Robots that can cook — from flipping burgers to baking bread — are in growing demand as virus-wary kitchens try to put some distance between workers and customers.
Starting this fall, the White Castle burger chain is to test a robot arm that can cook french fries and other foods. The robot, dubbed Flippy, is made by Pasadena, California-based Miso Robotics Inc.
White Castle and Miso have been discussing a partnership for about a year.
Photo: AP
Those talks accelerated when the COVID-19 pandemic struck, White Castle vice president Jamie Richardson said.
The robot can free up employees for other tasks such as disinfecting tables or handling the rising number of delivery orders, Richardson said.
A touch-free environment is also increasingly important to customers, he said.
“The world’s just reshaped in terms of thoughts around food safety,” Richardson said.
Flippy costs US$30,000, with a US$1,500 monthly service fee. By the middle of next year, Miso hopes to offer the robot free of charge, but raise the monthly fee.
Robot food service was a trend even before the pandemic, as hospitals, campus cafeterias and others tried to meet demand for fresh, customized options 24 hours a day while keeping labor costs in check. Robot chefs appeared at places such as Creator, a burger restaurant in San Francisco, and Dal.komm Coffee outlets in South Korea.
Some say that robots might now shift from being a novelty to a necessity.
The US Centers for Disease Control says the risk of contracting COVID-19 by handling or consuming food outside the home is low.
However, there have been numerous outbreaks among restaurant employees and patrons.
“I expect in the next two years you will see pretty significant robotic adoption in the food space because of COVID,” said Vipin Jain, the cofounder and chief executive officer of Blendid, a Silicon Valley start-up.
Blendid sells a robot kiosk that makes a variety of fresh smoothies. Customers can order from a smartphone app and tweak the recipe if they want more kale or less ginger, for example. Once or twice a day, a Blendid employee refills the ingredients.
Only a handful are now operating around San Francisco, but since the pandemic began, Blendid has started contract discussions with hospitals, corporations, shopping malls and groceries.

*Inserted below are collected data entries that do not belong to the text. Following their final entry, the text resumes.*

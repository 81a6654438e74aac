use crate::core::models::{
    Account, AccountWithProfile, DoctorProfile, PatientProfile, Profile, Role,
};
use crate::utils::error::{ApiError, Result};
use sea_orm::*;
use std::collections::HashMap;
use tracing::debug;
use uuid::Uuid;

use super::super::entities::{self, account, appointment, doctor, patient};
use super::types::{AccountFilter, Page, SeaOrmDatabase, page_offset};

impl SeaOrmDatabase {
    /// Find account by ID, together with its profile
    pub async fn find_account_by_id(&self, account_id: Uuid) -> Result<Option<AccountWithProfile>> {
        debug!("Finding account by ID: {}", account_id);

        let model = entities::Account::find_by_id(account_id).one(&self.db).await?;
        match model {
            Some(model) => Ok(Some(self.with_profile(model.to_domain()?).await?)),
            None => Ok(None),
        }
    }

    /// Find account by email, together with its profile
    pub async fn find_account_by_email(&self, email: &str) -> Result<Option<AccountWithProfile>> {
        debug!("Finding account by email: {}", email);

        let model = entities::Account::find()
            .filter(account::Column::Email.eq(email))
            .one(&self.db)
            .await?;
        match model {
            Some(model) => Ok(Some(self.with_profile(model.to_domain()?).await?)),
            None => Ok(None),
        }
    }

    /// Whether an account already uses this email
    pub async fn email_exists(&self, email: &str) -> Result<bool> {
        let count = entities::Account::find()
            .filter(account::Column::Email.eq(email))
            .count(&self.db)
            .await?;
        Ok(count > 0)
    }

    /// Update account password
    pub async fn update_account_password(
        &self,
        account_id: Uuid,
        password_hash: &str,
    ) -> Result<()> {
        debug!("Updating password for account: {}", account_id);

        let mut account: account::ActiveModel = entities::Account::find_by_id(account_id)
            .one(&self.db)
            .await?
            .ok_or_else(|| ApiError::not_found("Usuário não encontrado"))?
            .into();

        account.password_hash = Set(password_hash.to_string());
        account.updated_at = Set(chrono::Utc::now().into());
        account.update(&self.db).await?;

        Ok(())
    }

    /// Activate or deactivate an account. `None` when the account does not exist.
    pub async fn set_account_active(
        &self,
        account_id: Uuid,
        active: bool,
    ) -> Result<Option<AccountWithProfile>> {
        debug!("Setting active={} for account: {}", active, account_id);

        let Some(model) = entities::Account::find_by_id(account_id).one(&self.db).await? else {
            return Ok(None);
        };

        let mut account: account::ActiveModel = model.into();
        account.active = Set(active);
        account.updated_at = Set(chrono::Utc::now().into());
        let updated = account.update(&self.db).await?;

        Ok(Some(self.with_profile(updated.to_domain()?).await?))
    }

    /// Delete an account and its profile in one transaction. `false` when nothing was deleted.
    /// Refused while the profile has appointments.
    pub async fn delete_account(&self, account_id: Uuid) -> Result<bool> {
        debug!("Deleting account: {}", account_id);

        let txn = self.db.begin().await?;

        let doctor_ids = entities::Doctor::find()
            .select_only()
            .column(doctor::Column::Id)
            .filter(doctor::Column::AccountId.eq(account_id))
            .into_tuple::<Uuid>()
            .all(&txn)
            .await?;
        let patient_ids = entities::Patient::find()
            .select_only()
            .column(patient::Column::Id)
            .filter(patient::Column::AccountId.eq(account_id))
            .into_tuple::<Uuid>()
            .all(&txn)
            .await?;
        let linked = entities::Appointment::find()
            .filter(
                Condition::any()
                    .add(appointment::Column::DoctorId.is_in(doctor_ids))
                    .add(appointment::Column::PatientId.is_in(patient_ids)),
            )
            .count(&txn)
            .await?;
        if linked > 0 {
            txn.rollback().await?;
            return Err(ApiError::validation(
                "Não é possível deletar um usuário com consultas vinculadas",
            ));
        }

        entities::Doctor::delete_many()
            .filter(doctor::Column::AccountId.eq(account_id))
            .exec(&txn)
            .await?;
        entities::Patient::delete_many()
            .filter(patient::Column::AccountId.eq(account_id))
            .exec(&txn)
            .await?;
        let result = entities::Account::delete_by_id(account_id).exec(&txn).await?;

        txn.commit().await?;
        Ok(result.rows_affected > 0)
    }

    /// Paginated account listing, newest first. `page` is 1-based.
    pub async fn list_accounts(
        &self,
        filter: &AccountFilter,
        page: u64,
        per_page: u64,
    ) -> Result<Page<AccountWithProfile>> {
        let per_page = per_page.max(1);
        if page_offset(page, per_page).is_none() {
            return Err(ApiError::validation("Página fora do intervalo"));
        }

        let mut query = entities::Account::find();
        if let Some(role) = filter.role {
            query = query.filter(account::Column::Role.eq(role.to_string()));
        }
        if let Some(active) = filter.active {
            query = query.filter(account::Column::Active.eq(active));
        }

        let paginator = query
            .order_by_desc(account::Column::CreatedAt)
            .paginate(&self.db, per_page);
        let total = paginator.num_items().await?;
        let models = paginator.fetch_page(page.saturating_sub(1)).await?;

        let accounts = models
            .iter()
            .map(account::Model::to_domain)
            .collect::<Result<Vec<_>>>()?;
        let items = self.with_profiles(accounts).await?;

        Ok(Page { items, total })
    }

    async fn with_profile(&self, account: Account) -> Result<AccountWithProfile> {
        let profile = match account.role {
            Role::Admin => None,
            Role::Medico => entities::Doctor::find()
                .filter(doctor::Column::AccountId.eq(account.id))
                .one(&self.db)
                .await?
                .map(|m| Profile::Doctor(m.to_domain())),
            Role::Paciente => entities::Patient::find()
                .filter(patient::Column::AccountId.eq(account.id))
                .one(&self.db)
                .await?
                .map(|m| Profile::Patient(m.to_domain())),
        };
        Ok(AccountWithProfile::new(account, profile))
    }

    async fn with_profiles(&self, accounts: Vec<Account>) -> Result<Vec<AccountWithProfile>> {
        let ids: Vec<Uuid> = accounts.iter().map(|a| a.id).collect();

        let mut doctors: HashMap<Uuid, DoctorProfile> = entities::Doctor::find()
            .filter(doctor::Column::AccountId.is_in(ids.clone()))
            .all(&self.db)
            .await?
            .into_iter()
            .map(|m| (m.account_id, m.to_domain()))
            .collect();
        let mut patients: HashMap<Uuid, PatientProfile> = entities::Patient::find()
            .filter(patient::Column::AccountId.is_in(ids))
            .all(&self.db)
            .await?
            .into_iter()
            .map(|m| (m.account_id, m.to_domain()))
            .collect();

        Ok(accounts
            .into_iter()
            .map(|account| {
                let profile = match account.role {
                    Role::Admin => None,
                    Role::Medico => doctors.remove(&account.id).map(Profile::Doctor),
                    Role::Paciente => patients.remove(&account.id).map(Profile::Patient),
                };
                AccountWithProfile::new(account, profile)
            })
            .collect())
    }
}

“What used to be forward-thinking — last year, pre-COVID — has become current thinking,” Jain said.
As salad bars shut down, Hayward, California-based Chowbotics started getting more inquiries about Sally, a robot about the size of a refrigerator that makes a variety of salads and bowls.
Sally lets customers choose from 22 prepared ingredients stored inside the machine. It can make about 65 bowls a day before kitchen workers need to refill the ingredients.
Prior to this year, Chowbotics had sold about 125 of its US$35,000 robots, primarily to hospitals and colleges, but since the novel coronavirus hit, sales have jumped more than 60 percent, chief executive officer Rick Wilmer said, with growing interest from grocery stores, senior living communities and even the US Department of Defense.
Wilkinson Baking Co, whose BreadBot mixes, forms and bakes loaves of bread, has also been getting more inquiries.
Randall Wilkinson, chief executive officer of the Walla Walla, Washington-based company, said the BreadBot serves shifting needs.
Grocery shoppers no longer want self-serve options such as olive bars, but they still want fresh and local food. Seeing how that food is made also gives them more confidence, he said.
Robot cooks have not always been successful. Spyce, a Boston restaurant with a robot-run kitchen, closed in November last year to retool its menu.
Zume Inc, a Silicon Valley start-up that made pizzas with robots, shut down its pizza business in January. It is now making masks and biodegradable takeout containers.
Max Elder, research director of the Food Futures Lab at the Palo Alto, California-based Institute for the Future, is skeptical about the future of food prep robots once the pandemic has eased.
“Food is so personal, and it needs to involve humans,” he said.
Elder is also concerned that focusing on automating food preparation during the pandemic will shift attention from other problems in the food system, such as outbreaks among meat industry workers or produce pickers.
“We can’t automate our way out of the pandemic, because the pandemic affects much more than what can be automated,” Elder said.
Automated food companies say that they are not trying to replace human workers.
At White Castle, Flippy would allow managers to redeploy workers to drive-thru lanes or help them cover a shift if an employee calls in sick, Richardson said.
Chowbotics’ Sally might actually create jobs, as it keeps selling food at times of day when it would not have been available before, Wilmer said.
However, robots can lower the demand for labor. At the University of Arkansas for Medical Sciences, workers used to spend six hours per day prepping grab-and-go salads in the 24-hour cafe, said Tonya Johnson, the school’s director of nutrition services.
Yet two years ago, the campus installed a Sally, which now makes an average of 40 salads per day. Sally allowed the school to eliminate a vacancy in its cooking staff, Johnson said.
The campus is buying another Sally for students to use when they return in August, which would save four hours per day of grab-and-go salad prep in the college deli, she said.
“I think the pandemic has made us realize how much we need more equipment like Sally,” Johnson said.